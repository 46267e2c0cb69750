//! Swarm Orchestrator (C9) HTTP surface (spec.md §4.5, §6):
//! create/list/get/dag/start/resume/wait/agent/cancel/merge/scratchpad.

use std::collections::HashMap;
use std::time::Duration;

use axum::extract::{Path, State};
use axum::Json;
use serde::{Deserialize, Serialize};

use rl_domain::error::Error;
use rl_store::types::{Swarm, SwarmAgent};
use rl_swarm::{build_swarm, critical_path, detect_cycle, levels, DagNode, SwarmSpec};

use crate::api::error::{ApiError, ApiResult};
use crate::state::AppState;

#[derive(Debug, Serialize)]
pub struct SwarmWithAgents {
    #[serde(flatten)]
    pub swarm: Swarm,
    pub agents: Vec<SwarmAgent>,
}

/// `POST /v1/swarms` — validates and persists the swarm plus every
/// generated agent row (auto-added supervisor/synthesis/memory-steward
/// agents included), per `rl_swarm::build_swarm`.
pub async fn create_swarm(
    State(state): State<AppState>,
    Json(spec): Json<SwarmSpec>,
) -> ApiResult<Json<SwarmWithAgents>> {
    let (swarm, agents) = build_swarm(spec)?;
    let swarm = state.store.create_swarm(swarm)?;
    let mut persisted = Vec::with_capacity(agents.len());
    for agent in agents {
        persisted.push(state.store.create_swarm_agent(agent)?);
    }
    Ok(Json(SwarmWithAgents {
        swarm,
        agents: persisted,
    }))
}

pub async fn list_swarms(State(state): State<AppState>) -> Json<Vec<Swarm>> {
    Json(state.store.list_swarms())
}

pub async fn get_swarm(
    State(state): State<AppState>,
    Path(id): Path<String>,
) -> ApiResult<Json<SwarmWithAgents>> {
    let (swarm, agents) = state.store.load_swarm_with_agents(&id)?;
    Ok(Json(SwarmWithAgents { swarm, agents }))
}

#[derive(Debug, Serialize)]
pub struct DagView {
    pub levels: Vec<Vec<String>>,
    pub critical_path: Vec<String>,
}

/// `GET /v1/swarms/:id/dag` — level/critical-path derivations over the
/// agent dependency graph (spec.md §4.5 "DAG utilities").
pub async fn get_dag(
    State(state): State<AppState>,
    Path(id): Path<String>,
) -> ApiResult<Json<DagView>> {
    let (_swarm, agents) = state.store.load_swarm_with_agents(&id)?;
    let id_to_name: HashMap<&str, &str> =
        agents.iter().map(|a| (a.id.as_str(), a.name.as_str())).collect();
    let nodes: Vec<DagNode> = agents
        .iter()
        .map(|a| DagNode {
            name: a.name.clone(),
            depends_on: a
                .depends_on
                .iter()
                .filter_map(|d| id_to_name.get(d.agent_id.as_str()).map(|n| n.to_string()))
                .collect(),
        })
        .collect();
    if let Some(cycle) = detect_cycle(&nodes) {
        return Err(ApiError(Error::Conflict(format!(
            "dependency cycle detected: {}",
            cycle.join(" -> ")
        ))));
    }
    Ok(Json(DagView {
        levels: levels(&nodes),
        critical_path: critical_path(&nodes),
    }))
}

/// `POST /v1/swarms/:id/start` — spawns orchestration in the background
/// and returns immediately; poll `GET .../wait` or `GET .../:id` for
/// completion (spec.md §4.5 "start ... returns once every agent has
/// reached a terminal status" describes the orchestrator call itself,
/// not this HTTP wrapper around it).
pub async fn start_swarm(
    State(state): State<AppState>,
    Path(id): Path<String>,
) -> ApiResult<axum::http::StatusCode> {
    state.store.load_swarm_with_agents(&id)?;
    let orchestrator = state.swarm.clone();
    tokio::spawn(async move {
        if let Err(err) = orchestrator.start(&id).await {
            tracing::warn!(swarm_id = %id, error = %err, "swarm run failed");
        }
    });
    Ok(axum::http::StatusCode::ACCEPTED)
}

#[derive(Debug, Deserialize)]
pub struct ResumeRequest {
    #[serde(default)]
    pub names: Vec<String>,
}

pub async fn resume_swarm(
    State(state): State<AppState>,
    Path(id): Path<String>,
    Json(req): Json<ResumeRequest>,
) -> ApiResult<axum::http::StatusCode> {
    state.store.load_swarm_with_agents(&id)?;
    let orchestrator = state.swarm.clone();
    tokio::spawn(async move {
        if let Err(err) = orchestrator.resume(&id, &req.names).await {
            tracing::warn!(swarm_id = %id, error = %err, "swarm resume failed");
        }
    });
    Ok(axum::http::StatusCode::ACCEPTED)
}

pub async fn cancel_swarm(
    State(state): State<AppState>,
    Path(id): Path<String>,
) -> ApiResult<axum::http::StatusCode> {
    state.swarm.cancel(&id)?;
    Ok(axum::http::StatusCode::NO_CONTENT)
}

/// `GET /v1/swarms/:id/wait` — polls store state until every agent is
/// terminal or a bounded timeout elapses (a plain HTTP GET has no way to
/// subscribe to the orchestrator's internal completion broadcast).
pub async fn wait_swarm(
    State(state): State<AppState>,
    Path(id): Path<String>,
) -> ApiResult<Json<SwarmWithAgents>> {
    use rl_store::types::AgentStatus;

    const POLL_INTERVAL: Duration = Duration::from_millis(500);
    const MAX_WAIT: Duration = Duration::from_secs(30);

    let deadline = tokio::time::Instant::now() + MAX_WAIT;
    loop {
        let (swarm, agents) = state.store.load_swarm_with_agents(&id)?;
        let all_terminal = agents.iter().all(|a| {
            matches!(
                a.status,
                AgentStatus::Completed
                    | AgentStatus::Failed
                    | AgentStatus::Cancelled
                    | AgentStatus::Skipped
            )
        });
        if all_terminal || tokio::time::Instant::now() >= deadline {
            return Ok(Json(SwarmWithAgents { swarm, agents }));
        }
        tokio::time::sleep(POLL_INTERVAL).await;
    }
}

pub async fn get_agent(
    State(state): State<AppState>,
    Path((id, name)): Path<(String, String)>,
) -> ApiResult<Json<SwarmAgent>> {
    let agents = state.store.list_swarm_agents(&id);
    agents
        .into_iter()
        .find(|a| a.name == name)
        .map(Json)
        .ok_or_else(|| ApiError(Error::NotFound(format!("agent '{name}' in swarm {id}"))))
}

#[derive(Debug, Serialize)]
pub struct MergeView {
    pub synthesis_output: Option<String>,
    pub synthesis_summary: Option<String>,
}

/// `GET /v1/swarms/:id/merge` — the synthesis agent's output, already
/// computed and stored by the orchestrator when `auto_synthesize` is set
/// (spec.md §4.5's synthesis step, not re-derived here).
pub async fn get_merge(
    State(state): State<AppState>,
    Path(id): Path<String>,
) -> ApiResult<Json<MergeView>> {
    let swarm = state.store.load_swarm_with_agents(&id)?.0;
    Ok(Json(MergeView {
        synthesis_output: swarm.synthesis_output,
        synthesis_summary: swarm.synthesis_summary,
    }))
}

pub async fn list_scratchpad(
    State(state): State<AppState>,
    Path(id): Path<String>,
) -> Json<HashMap<String, serde_json::Value>> {
    Json(state.store.swarm_scratchpad_list(&id))
}

pub async fn get_scratchpad_entry(
    State(state): State<AppState>,
    Path((id, key)): Path<(String, String)>,
) -> ApiResult<Json<serde_json::Value>> {
    state
        .store
        .swarm_scratchpad_get(&id, &key)
        .map(Json)
        .ok_or_else(|| ApiError(Error::NotFound(format!("scratchpad key '{key}' in swarm {id}"))))
}

pub async fn set_scratchpad_entry(
    State(state): State<AppState>,
    Path((id, key)): Path<(String, String)>,
    Json(value): Json<serde_json::Value>,
) -> ApiResult<axum::http::StatusCode> {
    state.store.swarm_scratchpad_set(&id, &key, value)?;
    Ok(axum::http::StatusCode::NO_CONTENT)
}

pub async fn delete_scratchpad_entry(
    State(state): State<AppState>,
    Path((id, key)): Path<(String, String)>,
) -> ApiResult<axum::http::StatusCode> {
    state.store.swarm_scratchpad_delete(&id, &key)?;
    Ok(axum::http::StatusCode::NO_CONTENT)
}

■ ■ ■

Exercise aim. Check each line above for "crate" and give the number of lines that match, nothing more.

Answer to the exercise. 2